Central America’s Unresolved Migrant Crisis. Editorial New York Times

This time last year, migrants from Central America, including thousands of unaccompanied minors, were streaming into the United States, creating a problem for border communities and Obama administration officials. With far fewer people reaching American soil this year, it is tempting to conclude that the crisis is ebbing.

That would be a mistake.

Thousands of desperate Central Americans fleeing violence, poverty and, in some cases, persecution, are continuing to embark on perilous journeys north. A growing share, though, are being turned back at Mexico’s southern border.

“The root causes of migration haven’t gone away,” said Maureen Meyer, an expert on migration trends who has analyzed recent data from immigration authorities in Mexico and the United States. “Things are certainly not getting any better.”

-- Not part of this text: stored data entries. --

//! UI context for environment detection and configuration.

use std::io::IsTerminal;

use super::mode::OutputMode;

/// Terminal and environment context for UI decisions.
#[derive(Debug, Clone)]
pub struct UiContext {
    /// Whether stdout is a TTY
    pub is_tty: bool,
    /// Whether color output is enabled
    pub color: bool,
    /// Whether unicode symbols are enabled
    pub unicode: bool,
    /// Terminal width (columns)
    pub width: usize,
    /// Resolved output mode
    pub mode: OutputMode,
}

impl UiContext {
    /// Create context from environment and CLI flags.
    pub fn from_env(json_flag: bool, plain_flag: bool, no_color_flag: bool, ascii_flag: bool) -> Self {
        let is_tty = std::io::stdout().is_terminal();
        let term_is_dumb = std::env::var("TERM").map(|v| v == "dumb").unwrap_or(false);
        let no_color_env = std::env::var("NO_COLOR").is_ok();

        // Resolve color: disabled if NO_COLOR env, --no-color flag, or TERM=dumb
        let color = is_tty && !no_color_flag && !no_color_env && !term_is_dumb;

        let width = terminal_width().unwrap_or(80);
        let mode = OutputMode::resolve(json_flag, plain_flag, is_tty, term_is_dumb);

        Self {
            is_tty,
            color,
            unicode: !ascii_flag,
            width,
            mode,
        }
    }

    /// Check if interactive prompts are allowed.
    pub fn is_interactive(&self) -> bool {
        self.is_tty && std::io::stdin().is_terminal()
    }

    /// Check if animations (spinners) are allowed.
    pub fn allows_animation(&self) -> bool {
        self.mode.is_pretty() && std::io::stderr().is_terminal()
    }
}

fn terminal_width() -> Option<usize> {
    std::env::var("COLUMNS")
        .ok()
        .and_then(|cols| cols.parse::<usize>().ok())
        .filter(|width| *width > 0)
}

#[cfg(test)]
mod tests {
    use super::*;

    #[test]
    fn test_json_mode_from_flag() {
        let ctx = UiContext::from_env(true, false, false, false);
        assert_eq!(ctx.mode, OutputMode::Json);
    }

    #[test]
    fn test_ascii_disables_unicode() {
        let ctx = UiContext::from_env(false, false, false, true);
        assert!(!ctx.unicode);
    }

    #[test]
    fn test_no_color_disables_color() {
        let ctx = UiContext::from_env(false, false, true, false);
        assert!(!ctx.color);
    }

    #[test]
    fn test_width_has_default() {
        let ctx = UiContext::from_env(false, false, false, false);
        assert!(ctx.width > 0);
    }
}
use clap::CommandFactory;
use clap_complete::generate;

use crate::app::AppContext;
use crate::cli::{Cli, CompletionsArgs, ServeArgs};
use crate::constants::DEFAULT_BIND;
use crate::server;

pub fn handle_completions(args: &CompletionsArgs) -> anyhow::Result<()> {
    let mut cmd = Cli::command();
    generate(args.shell, &mut cmd, "laterlock", &mut std::io::stdout());
    Ok(())
}

pub fn handle_serve(ctx: &AppContext, args: &ServeArgs) -> anyhow::Result<()> {
    let bind = match &args.bind {
        Some(value) => value.clone(),
        None => ctx
            .config()?
            .map(|config| config.server.bind.clone())
            .unwrap_or_else(|| DEFAULT_BIND.to_string()),
    };

    let service = ctx.open_service()?;
    if !ctx.quiet() && !ctx.cli().json {
        eprintln!("Serving LaterLock API on http://{}", bind);
    }
    server::serve(service, &bind)
}
//! Passphrase validation.
//!
//! Applied by the passphrase-holding client before it seals anything.
//! The server never sees the passphrase and so never runs this check.

use crate::error::{LaterlockError, Result};

/// Minimum passphrase length in characters.
pub const MIN_PASSPHRASE_LENGTH: usize = 6;

/// Validate passphrase meets minimum requirements.
///
/// # Requirements
///
/// - At least 6 characters long
/// - Not empty or only whitespace
///
/// # Examples
///
/// ```
/// use laterlock_core::crypto::validate_passphrase;
///
/// assert!(validate_passphrase("correct-horse-battery").is_ok());
/// assert!(validate_passphrase("short").is_err());
/// ```
pub fn validate_passphrase(passphrase: &str) -> Result<()> {
    if passphrase.trim().is_empty() {
        return Err(LaterlockError::Validation(
            "Passphrase cannot be empty".to_string(),
        ));
    }

    let length = passphrase.chars().count();
    if length < MIN_PASSPHRASE_LENGTH {
        return Err(LaterlockError::Validation(format!(
            "Passphrase must be at least {} characters (got {})",
            MIN_PASSPHRASE_LENGTH, length
        )));
    }

    Ok(())
}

American immigration authorities along the southern border detained more than 70,400 non-Mexican migrants between October and April of this year, a majority of whom are from Central America. That represented a considerable decline from 162,700 detained during the same period 12 months earlier. Meanwhile, Mexican officials stopped nearly 93,000 Central American migrants between October and April of this year, far exceeding the 49,800 detained in the same period 12 months earlier.

As the White House scrambled to find solutions to the border crisis last year, officials urged Mexico to do more to protect its southern border. The Mexican government deployed more law enforcement officers along the border and made it harder for migrants to travel as stowaways aboard freight trains. That has meant that fewer Central Americans who have reason to seek asylum are getting a chance to make their case. During the first nine months of 2014, the Mexican government, which has a lengthy asylum application process, approved only 16 percent of claims filed by Central Americans.

The United States has invested heavily in security along the southwestern border over the past decade, in large part to stop unlawful immigration. The Border Patrol, which has more than 20,000 agents, doubled its manpower over the past decade. Its parent agency, Customs and Border Protection, has seen its budget balloon from $5.9 billion in 2004 to more than $12 billion this year.

Yet American politicians have shown little interest in devoting resources to address the underlying reasons Central Americans continue to head north. They include gang violence, chronic poverty, high unemployment and weak government institutions. Last year, Obama administration officials studied closely where the most recent migrants were coming from in drawing up a plan to improve the region’s economies and curb violence.

The Obama administration asked Congress for $1 billion for the effort, arguing that the border crisis last year underscored the severity of problems in El Salvador, Honduras and Guatemala, the countries where most of the migrants come from.

Last week, congressional appropriators in the House of Representatives marking up the bill that allocates foreign aid set aside less than $300 million for Central America. The lion’s share of the financing was approved for security initiatives. That is extremely shortsighted.

The United States can afford to play a bigger, more constructive role in helping Central American nations. Letting the problems fester will inevitably mean that people seeking safety and a better life will keep heading north in large numbers, which will continue to drive up the cost of keeping them out.